Cavanagh J had identified three key considerations supporting a finding of irrationality: substantial evidence of hardship suffered by those unable to prove status immediately; that the legislative purpose of section 3C and the compliant environment system contemplated immediate demonstrability; and crucially, that the Secretary of State had adduced no evidence of impracticality or expense preventing immediate provision of eVisas to all section 3C holders.
The Court of Appeal disagreed with this analysis. On the evidence of hardship, Sir Nicholas accepted it was substantial but noted uncertainty about the scale relative to the total cohort of section 3C migrants, many of whom would not need to prove status or would find the Employer and Landlord Checking Services adequate.
On legislative purpose, the Court held there was no basis to infer Parliament intended immediate demonstrability when enacting section 3C in 1999 or the hostile environment measures in 2014, as digital systems enabling this were not then available or contemplated. The natural understanding was that documentation methods would be left to the Secretary of State's discretion.

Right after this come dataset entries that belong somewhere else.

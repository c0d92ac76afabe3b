// Configuration Management
//
// This crate handles all configuration loading for the dashboard service.
// It provides:
// - Configuration structs and deserialization
// - File loading logic
// - Default values for every section, so a minimal file works
//
// This keeps configuration concerns separate from domain logic.

use std::path::Path;
use thiserror::Error;

pub mod types;

// Re-export all configuration types
pub use types::*;

#[derive(Error, Debug)]
pub enum ConfigError {
    #[error("Configuration file not found. Tried paths: {paths}")]
    FileNotFound { paths: String },

    #[error("Failed to read configuration file: {source}")]
    IoError {
        #[from]
        source: std::io::Error,
    },

    #[error("Failed to parse configuration: {source}")]
    ParseError {
        #[from]
        source: serde_yaml::Error,
    },
}

/// Main configuration loading interface
impl DashboardConfig {
    /// Load configuration from a YAML file
    pub fn load_from_file<P: AsRef<Path>>(path: P) -> Result<Self, ConfigError> {
        let content = std::fs::read_to_string(path)?;
        let config: DashboardConfig = serde_yaml::from_str(&content)?;
        Ok(config)
    }

    /// Load configuration from default locations
    pub fn load() -> Result<Self, ConfigError> {
        // Try different config locations in order
        let config_paths = ["config/config.yaml", "config.yaml", "config/default.yaml"];

        for path in &config_paths {
            if std::path::Path::new(path).exists() {
                return Self::load_from_file(path);
            }
        }

        // If no config file found, fail with descriptive error
        Err(ConfigError::FileNotFound {
            paths: config_paths.join(", "),
        })
    }
}

#[cfg(test)]
mod tests {
    use super::*;
    use std::io::Write;

    #[test]
    fn empty_file_yields_defaults() {
        let mut file = tempfile::NamedTempFile::new().unwrap();
        writeln!(file, "{{}}").unwrap();

        let config = DashboardConfig::load_from_file(file.path()).unwrap();
        assert_eq!(config.server.port, 3000);
        assert_eq!(config.views.first_time_max_orders, 1);
        assert_eq!(config.views.repeat_min_orders, 11);
        assert!(config.views.monthly_revenue_target.is_none());
    }

    #[test]
    fn partial_file_overrides_only_named_fields() {
        let mut file = tempfile::NamedTempFile::new().unwrap();
        writeln!(
            file,
            "server:\n  port: 8081\nviews:\n  monthly_revenue_target: 25000.0"
        )
        .unwrap();

        let config = DashboardConfig::load_from_file(file.path()).unwrap();
        assert_eq!(config.server.port, 8081);
        assert_eq!(config.server.host, "0.0.0.0");
        assert_eq!(config.views.monthly_revenue_target, Some(25000.0));
        assert_eq!(config.cache.snapshot_ttl_secs, 60);
    }

    #[test]
    fn malformed_yaml_is_a_parse_error() {
        let mut file = tempfile::NamedTempFile::new().unwrap();
        writeln!(file, "server: [not a mapping").unwrap();

        let err = DashboardConfig::load_from_file(file.path()).unwrap_err();
        assert!(matches!(err, ConfigError::ParseError { .. }));
    }
}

Most significantly, the Court found the Judge had erred in concluding no evidence explained why eVisas could not be provided forthwith. Mr Wright's evidence explicitly stated changes could not be retrospectively applied to all current section 3C holders. The Secretary of State had announced a staged rollout between January 2023 and December 2024, with eVisas issued only upon grants of further leave, not during currency of existing leave. The Court emphasised that in an irrationality challenge, the burden lay squarely on the claimants to prove the timetable was unreasonable, which they had not discharged.
The Court also rejected the Padfield ground of challenge, agreeing with Cavanagh J that this principle, which prevents exercise of statutory powers contrary to their purpose, did not extend to the Secretary of State's ancillary administrative functions. Unlike cases where specific statutory discretions were exercised contrary to their purpose, there was no statutory provision conferring power to provide documentation, only implied administrative powers.
The section 55 ground concerning duties toward children's welfare was adjourned for further submissions, particularly in light of the recent decision in R (DM) v Secretary of State for the Home Department [2025] EWCA Civ 1273, which emphasised the need to identify with specificity which decision attracts the statutory duty.